Collected data

----------------------------------------

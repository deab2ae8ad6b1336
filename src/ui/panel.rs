// src/ui/panel.rs
//! Shading parameters panel
//!
//! The panel never writes viewer state directly. Each widget that changed
//! this frame yields a [`PanelEdit`]; the application applies them through
//! [`apply_edit`], which routes every value through the validating setters.

use cgmath::Vector3;

use crate::gfx::resources::material::{ShadingParameters, SheenModel};
use crate::gfx::scene::SceneId;

pub const INTENSITY_RANGE: (f32, f32) = (0.0, 50.0);
pub const ROUGHNESS_RANGE: (f32, f32) = (0.0, 1.0);
pub const SPECULAR_RANGE: (f32, f32) = (0.0, 10.0);
pub const ALPHA_RANGE: (f32, f32) = (0.0, 1.0);
pub const BETA_RANGE: (f32, f32) = (-10.0, 10.0);
pub const CSHEEN_RANGE: (f32, f32) = (0.0, 20.0);

/// One value changed in the panel.
#[derive(Debug, Clone, Copy, PartialEq)]
pub enum PanelEdit {
    Scene(SceneId),
    LightIntensity(f32),
    FabricColor([f32; 3]),
    FabricRoughness(f32),
    FabricSpecular(f32),
    SheenAlpha(f32),
    SheenBeta(f32),
    Csheen(f32),
    SheenModel(SheenModel),
}

/// What the panel displays besides the editable values.
pub struct PanelStatus<'a> {
    pub fps: Option<f64>,
    pub frame_times: &'a [f32],
}

/// Draws the parameters panel and returns this frame's edits.
pub fn parameters_panel(
    ui: &imgui::Ui,
    shading: &ShadingParameters,
    active_scene: SceneId,
    status: &PanelStatus<'_>,
) -> Vec<PanelEdit> {
    let mut edits = Vec::new();

    let display_size = ui.io().display_size;
    if display_size[0] <= 0.0 || display_size[1] <= 0.0 {
        return edits;
    }

    ui.window("Parameters")
        .size([380.0, 520.0], imgui::Condition::FirstUseEver)
        .position([20.0, 20.0], imgui::Condition::FirstUseEver)
        .resizable(true)
        .collapsible(true)
        .build(|| {
            ui.text("Scene");
            let mut scene = active_scene;
            for id in SceneId::ALL {
                if ui.radio_button(id.label(), &mut scene, id) {
                    edits.push(PanelEdit::Scene(scene));
                }
                ui.same_line();
            }
            ui.new_line();
            ui.separator();

            let mut intensity = shading.light.intensity();
            if ui.slider("Light intensity", INTENSITY_RANGE.0, INTENSITY_RANGE.1, &mut intensity) {
                edits.push(PanelEdit::LightIntensity(intensity));
            }

            if ui.collapsing_header("Fabric", imgui::TreeNodeFlags::DEFAULT_OPEN) {
                let mut color: [f32; 3] = shading.fabric.color.into();
                if ui.slider_config("Color", 0.0, 1.0).build_array(&mut color) {
                    edits.push(PanelEdit::FabricColor(color));
                }
                let mut roughness = shading.fabric.roughness;
                if ui.slider("Roughness", ROUGHNESS_RANGE.0, ROUGHNESS_RANGE.1, &mut roughness) {
                    edits.push(PanelEdit::FabricRoughness(roughness));
                }
                let mut specular = shading.fabric.specular;
                if ui.slider("Specular", SPECULAR_RANGE.0, SPECULAR_RANGE.1, &mut specular) {
                    edits.push(PanelEdit::FabricSpecular(specular));
                }
            }

            if ui.collapsing_header("Sheen", imgui::TreeNodeFlags::DEFAULT_OPEN) {
                let mut alpha = shading.sheen.alpha();
                if ui.slider("Alpha", ALPHA_RANGE.0, ALPHA_RANGE.1, &mut alpha) {
                    edits.push(PanelEdit::SheenAlpha(alpha));
                }
                let mut beta = shading.sheen.beta();
                if ui.slider("Beta", BETA_RANGE.0, BETA_RANGE.1, &mut beta) {
                    edits.push(PanelEdit::SheenBeta(beta));
                }
                let mut csheen = shading.sheen.csheen();
                if ui.slider("Csheen", CSHEEN_RANGE.0, CSHEEN_RANGE.1, &mut csheen) {
                    edits.push(PanelEdit::Csheen(csheen));
                }

                let mut model = shading.sheen.model();
                for option in SheenModel::ALL {
                    if ui.radio_button(option.label(), &mut model, option) {
                        edits.push(PanelEdit::SheenModel(model));
                    }
                }
            }

            ui.separator();
            match status.fps {
                Some(fps) => ui.text(format!("FPS: {fps:.1}")),
                None => ui.text("FPS: measuring..."),
            }
            if !status.frame_times.is_empty() {
                ui.plot_lines("##frame_times", status.frame_times)
                    .graph_size([340.0, 60.0])
                    .scale_min(0.0)
                    .scale_max(50.0)
                    .build();
            }
        });

    edits
}

/// Applies one edit. Rejected values are logged and leave state untouched.
///
/// # Returns
/// True if the edit was accepted
pub fn apply_edit(edit: PanelEdit, shading: &mut ShadingParameters, scene: &mut SceneId) -> bool {
    let result = match edit {
        PanelEdit::Scene(id) => {
            if *scene != id {
                log::info!("Switching to {}", id.label());
            }
            *scene = id;
            Ok(())
        }
        PanelEdit::LightIntensity(value) => {
            shading.light.set_intensity(value).map_err(|e| e.to_string())
        }
        PanelEdit::FabricColor(color) => {
            if color.iter().all(|c| (0.0..=1.0).contains(c)) {
                shading.fabric.color = Vector3::from(color);
                Ok(())
            } else {
                Err(format!("fabric colour {color:?} outside [0, 1]"))
            }
        }
        PanelEdit::FabricRoughness(value) => {
            if (ROUGHNESS_RANGE.0..=ROUGHNESS_RANGE.1).contains(&value) {
                shading.fabric.roughness = value;
                Ok(())
            } else {
                Err(format!("fabric roughness {value} outside [0, 1]"))
            }
        }
        PanelEdit::FabricSpecular(value) => {
            if value >= 0.0 {
                shading.fabric.specular = value;
                Ok(())
            } else {
                Err(format!("fabric specular {value} is negative"))
            }
        }
        PanelEdit::SheenAlpha(value) => shading.sheen.set_alpha(value).map_err(|e| e.to_string()),
        PanelEdit::SheenBeta(value) => {
            shading.sheen.set_beta(value);
            Ok(())
        }
        PanelEdit::Csheen(value) => shading.sheen.set_csheen(value).map_err(|e| e.to_string()),
        PanelEdit::SheenModel(model) => {
            shading.sheen.set_model(model);
            Ok(())
        }
    };

    match result {
        Ok(()) => true,
        Err(reason) => {
            log::warn!("Rejected panel edit: {reason}");
            false
        }
    }
}

#[cfg(test)]
mod tests {
    use super::*;
    use crate::config::ShadingConfig;

    fn shading() -> ShadingParameters {
        ShadingParameters::from_config(&ShadingConfig::default()).unwrap()
    }

    #[test]
    fn test_edits_go_through_setters() {
        let mut shading = shading();
        let mut scene = SceneId::Scene1;

        assert!(apply_edit(PanelEdit::Scene(SceneId::Scene2), &mut shading, &mut scene));
        assert!(apply_edit(PanelEdit::LightIntensity(25.0), &mut shading, &mut scene));
        assert!(apply_edit(PanelEdit::FabricColor([0.1, 0.2, 0.3]), &mut shading, &mut scene));
        assert!(apply_edit(PanelEdit::SheenBeta(-4.0), &mut shading, &mut scene));
        assert!(apply_edit(
            PanelEdit::SheenModel(SheenModel::Zeltner),
            &mut shading,
            &mut scene
        ));

        assert_eq!(scene, SceneId::Scene2);
        assert_eq!(shading.light.intensity(), 25.0);
        assert_eq!(shading.fabric.color, Vector3::new(0.1, 0.2, 0.3));
        assert_eq!(shading.sheen.beta(), -4.0);
        assert_eq!(shading.sheen.model(), SheenModel::Zeltner);
    }

    #[test]
    fn test_rejected_edits_leave_state() {
        let mut shading = shading();
        let before = shading.clone();
        let mut scene = SceneId::Scene1;

        assert!(!apply_edit(PanelEdit::LightIntensity(-1.0), &mut shading, &mut scene));
        assert!(!apply_edit(PanelEdit::SheenAlpha(1.5), &mut shading, &mut scene));
        assert!(!apply_edit(PanelEdit::Csheen(-0.1), &mut shading, &mut scene));
        assert!(!apply_edit(PanelEdit::FabricRoughness(2.0), &mut shading, &mut scene));
        assert!(!apply_edit(PanelEdit::FabricSpecular(-3.0), &mut shading, &mut scene));
        assert!(!apply_edit(PanelEdit::FabricColor([1.2, 0.0, 0.0]), &mut shading, &mut scene));

        assert_eq!(shading, before);
        assert_eq!(scene, SceneId::Scene1);
    }
}
// src/wgpu_utils/binding_types.rs
//! WGPU binding type utilities

pub fn uniform() -> wgpu::BindingType {
    wgpu::BindingType::Buffer {
        ty: wgpu::BufferBindingType::Uniform,
        has_dynamic_offset: false,
        min_binding_size: None,
    }
}

pub fn sampler(filtering: wgpu::SamplerBindingType) -> wgpu::BindingType {
    wgpu::BindingType::Sampler(filtering)
}

pub fn texture_2d() -> wgpu::BindingType {
    wgpu::BindingType::Texture {
        sample_type: wgpu::TextureSampleType::Float { filterable: true },
        view_dimension: wgpu::TextureViewDimension::D2,
        multisampled: false,
    }
}

/// 32-bit float textures, read with `textureLoad`.
pub fn texture_2d_unfilterable() -> wgpu::BindingType {
    wgpu::BindingType::Texture {
        sample_type: wgpu::TextureSampleType::Float { filterable: false },
        view_dimension: wgpu::TextureViewDimension::D2,
        multisampled: false,
    }
}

----------------------------------------

| Directions for this task |
Only the lines from the first line of the records through the line with "use cgmath::Vector3;" should be reproduced, exactly and with nothing added.

| Reply |
repository deab2ae8ad6b1336
filename src/ui/panel.rs
// src/ui/panel.rs
//! Shading parameters panel
//!
//! The panel never writes viewer state directly. Each widget that changed
//! this frame yields a [`PanelEdit`]; the application applies them through
//! [`apply_edit`], which routes every value through the validating setters.

use cgmath::Vector3;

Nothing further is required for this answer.